Extract all lines from the data beneath that include the word "type".

• _Provided records_:
--------------------------------

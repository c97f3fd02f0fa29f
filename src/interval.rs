// SPDX-License-Identifier: AGPL-3.0-or-later
// Copyright (C) 2026 Vallés Puig, Ramon

//! Time interval implementation.
//!
//! This module provides:
//! - [`TimeInterval<D>`]: a `[start, stop]` range with per-endpoint
//!   inclusion flags and an optional payload `D`.
//! - [`TimeIntervalCollection<D>`]: start-ascending, non-overlapping
//!   intervals, used for piecewise properties.

use std::cmp::Ordering;
use std::fmt;

use qtty::Seconds;

use crate::error::{Error, Result};
use crate::JulianDate;

/// Represents an interval between two instants, optionally carrying data.
///
/// The payload `D` says what applies during the range, e.g. the sub-property
/// of a composite property.  Plain ranges use the default `D = ()`.
///
/// # Examples
///
/// ```
/// use globepath::{JulianDate, TimeInterval};
/// use qtty::Seconds;
///
/// let start = JulianDate::J2000;
/// let stop = start.add_seconds(Seconds::new(60.0));
/// let interval = TimeInterval::new(start, stop);
///
/// assert_eq!(interval.duration(), Seconds::new(60.0));
/// assert!(interval.contains(stop));
/// ```
#[derive(Debug, Clone, PartialEq)]
pub struct TimeInterval<D = ()> {
    pub start: JulianDate,
    pub stop: JulianDate,
    pub is_start_included: bool,
    pub is_stop_included: bool,
    pub data: D,
}

impl TimeInterval<()> {
    /// Creates a closed interval `[start, stop]` without data.
    pub fn new(start: JulianDate, stop: JulianDate) -> Self {
        Self::with_data(start, stop, ())
    }

    /// Parses an ISO 8601 interval of the form `start/stop`.
    ///
    /// ```
    /// use globepath::TimeInterval;
    ///
    /// let year = TimeInterval::from_iso8601("2000-01-01/2001-01-01").unwrap();
    /// assert!(year.start < year.stop);
    /// ```
    pub fn from_iso8601(input: &str) -> Result<Self> {
        let (start, stop) = input
            .split_once('/')
            .ok_or_else(|| Error::parse(input, "expected `start/stop`"))?;
        Ok(Self::new(
            JulianDate::from_iso8601(start)?,
            JulianDate::from_iso8601(stop)?,
        ))
    }
}

impl<D> TimeInterval<D> {
    /// Creates a closed interval `[start, stop]` carrying `data`.
    pub fn with_data(start: JulianDate, stop: JulianDate, data: D) -> Self {
        TimeInterval {
            start,
            stop,
            is_start_included: true,
            is_stop_included: true,
            data,
        }
    }

    /// Returns the same interval with the given endpoint inclusion flags.
    pub fn with_inclusion(mut self, is_start_included: bool, is_stop_included: bool) -> Self {
        self.is_start_included = is_start_included;
        self.is_stop_included = is_stop_included;
        self
    }

    /// `true` when no instant lies in the interval.
    ///
    /// A zero-length interval is a single instant only when both ends are
    /// included; otherwise it is empty.
    pub fn is_empty(&self) -> bool {
        match self.stop.compare(&self.start) {
            Ordering::Less => true,
            Ordering::Equal => !(self.is_start_included && self.is_stop_included),
            Ordering::Greater => false,
        }
    }

    /// `true` when `time` lies in the interval, honouring the inclusion flags.
    pub fn contains(&self, time: JulianDate) -> bool {
        if self.is_empty() {
            return false;
        }
        let after_start = match time.compare(&self.start) {
            Ordering::Greater => true,
            Ordering::Equal => self.is_start_included,
            Ordering::Less => false,
        };
        let before_stop = match time.compare(&self.stop) {
            Ordering::Less => true,
            Ordering::Equal => self.is_stop_included,
            Ordering::Greater => false,
        };
        after_start && before_stop
    }

    /// Returns the duration of the interval.
    pub fn duration(&self) -> Seconds {
        self.stop.seconds_difference(&self.start)
    }

    /// Borrows the payload, producing an interval over the same range.
    pub fn as_ref(&self) -> TimeInterval<&D> {
        TimeInterval {
            start: self.start,
            stop: self.stop,
            is_start_included: self.is_start_included,
            is_stop_included: self.is_stop_included,
            data: &self.data,
        }
    }

    /// Returns the overlapping sub-interval of `self` and `other`, keeping
    /// the payload of `self`.
    ///
    /// At a boundary both operands share, the result includes the boundary
    /// only if both did; elsewhere it inherits the flag of the operand that
    /// supplies the boundary.  `None` is returned when the overlap is empty,
    /// including the case of a single shared instant that either side
    /// excludes.
    pub fn intersect<E>(&self, other: &TimeInterval<E>) -> Option<TimeInterval<D>>
    where
        D: Clone,
    {
        self.intersect_with(other, |data, _| data.clone())
    }

    /// Like [`intersect`](Self::intersect), building the payload of the
    /// result from both operands.
    pub fn intersect_with<E, R>(
        &self,
        other: &TimeInterval<E>,
        merge: impl FnOnce(&D, &E) -> R,
    ) -> Option<TimeInterval<R>> {
        if self.is_empty() || other.is_empty() {
            return None;
        }

        let (start, is_start_included) = match self.start.compare(&other.start) {
            Ordering::Greater => (self.start, self.is_start_included),
            Ordering::Less => (other.start, other.is_start_included),
            Ordering::Equal => (
                self.start,
                self.is_start_included && other.is_start_included,
            ),
        };
        let (stop, is_stop_included) = match self.stop.compare(&other.stop) {
            Ordering::Less => (self.stop, self.is_stop_included),
            Ordering::Greater => (other.stop, other.is_stop_included),
            Ordering::Equal => (self.stop, self.is_stop_included && other.is_stop_included),
        };

        let result = TimeInterval {
            start,
            stop,
            is_start_included,
            is_stop_included,
            data: (),
        };
        if result.is_empty() {
            return None;
        }
        Some(TimeInterval {
            start,
            stop,
            is_start_included,
            is_stop_included,
            data: merge(&self.data, &other.data),
        })
    }
}

impl<D> fmt::Display for TimeInterval<D> {
    fn fmt(&self, f: &mut fmt::Formatter<'_>) -> fmt::Result {
        let open = if self.is_start_included { '[' } else { '(' };
        let close = if self.is_stop_included { ']' } else { ')' };
        write!(f, "{open}{}, {}{close}", self.start, self.stop)
    }
}

/// An ordered set of non-overlapping [`TimeInterval`]s.
#[derive(Debug, Clone, PartialEq)]
pub struct TimeIntervalCollection<D = ()> {
    intervals: Vec<TimeInterval<D>>,
}

impl<D> Default for TimeIntervalCollection<D> {
    fn default() -> Self {
        Self {
            intervals: Vec::new(),
        }
    }
}

impl<D> TimeIntervalCollection<D> {
    /// Creates an empty collection.
    pub fn new() -> Self {
        Self::default()
    }

    /// Builds a collection from intervals given in any order.
    pub fn from_intervals(intervals: impl IntoIterator<Item = TimeInterval<D>>) -> Result<Self> {
        let mut collection = Self::new();
        for interval in intervals {
            collection.add_interval(interval)?;
        }
        Ok(collection)
    }

    /// Inserts `interval` at its start-ordered position.
    ///
    /// Empty intervals are ignored.  An interval that overlaps one already in
    /// the collection is rejected with [`Error::OverlappingInterval`].
    pub fn add_interval(&mut self, interval: TimeInterval<D>) -> Result<()> {
        if interval.is_empty() {
            return Ok(());
        }
        if let Some(existing) = self
            .intervals
            .iter()
            .find(|existing| existing.intersect_with(&interval, |_, _| ()).is_some())
        {
            return Err(Error::OverlappingInterval(format!(
                "{interval} overlaps {existing}"
            )));
        }
        let index = self
            .intervals
            .partition_point(|existing| existing.start.compare(&interval.start) != Ordering::Greater);
        self.intervals.insert(index, interval);
        Ok(())
    }

    /// Number of intervals.
    pub fn len(&self) -> usize {
        self.intervals.len()
    }

    /// `true` when the collection holds no interval.
    pub fn is_empty(&self) -> bool {
        self.intervals.is_empty()
    }

    /// The interval at `index`, in start order.
    pub fn get(&self, index: usize) -> Option<&TimeInterval<D>> {
        self.intervals.get(index)
    }

    /// Iterates the intervals in start order.
    pub fn iter(&self) -> std::slice::Iter<'_, TimeInterval<D>> {
        self.intervals.iter()
    }

    /// Start of the first interval.
    pub fn start(&self) -> Option<JulianDate> {
        self.intervals.first().map(|interval| interval.start)
    }

    /// Stop of the last interval.
    pub fn stop(&self) -> Option<JulianDate> {
        self.intervals.last().map(|interval| interval.stop)
    }

    /// Index of the interval containing `time`.
    pub fn index_of(&self, time: JulianDate) -> Option<usize> {
        let upper = self
            .intervals
            .partition_point(|interval| interval.start.compare(&time) != Ordering::Greater);
        // Two touching intervals can both start at or before `time`.
        (upper.saturating_sub(2)..upper).rev().find(|&index| self.intervals[index].contains(time))
    }

    /// The interval containing `time`.
    pub fn find_interval_containing(&self, time: JulianDate) -> Option<&TimeInterval<D>> {
        self.index_of(time).map(|index| &self.intervals[index])
    }

    /// The payload of the interval containing `time`.
    pub fn find_data_for_interval_containing(&self, time: JulianDate) -> Option<&D> {
        self.find_interval_containing(time).map(|interval| &interval.data)
    }
}

impl<'a, D> IntoIterator for &'a TimeIntervalCollection<D> {
    type Item = &'a TimeInterval<D>;
    type IntoIter = std::slice::Iter<'a, TimeInterval<D>>;

    fn into_iter(self) -> Self::IntoIter {
        self.iter()
    }
}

--------------------------------

• _Response to the task_:
    type Item = &'a TimeInterval<D>;
    type IntoIter = std::slice::Iter<'a, TimeInterval<D>>;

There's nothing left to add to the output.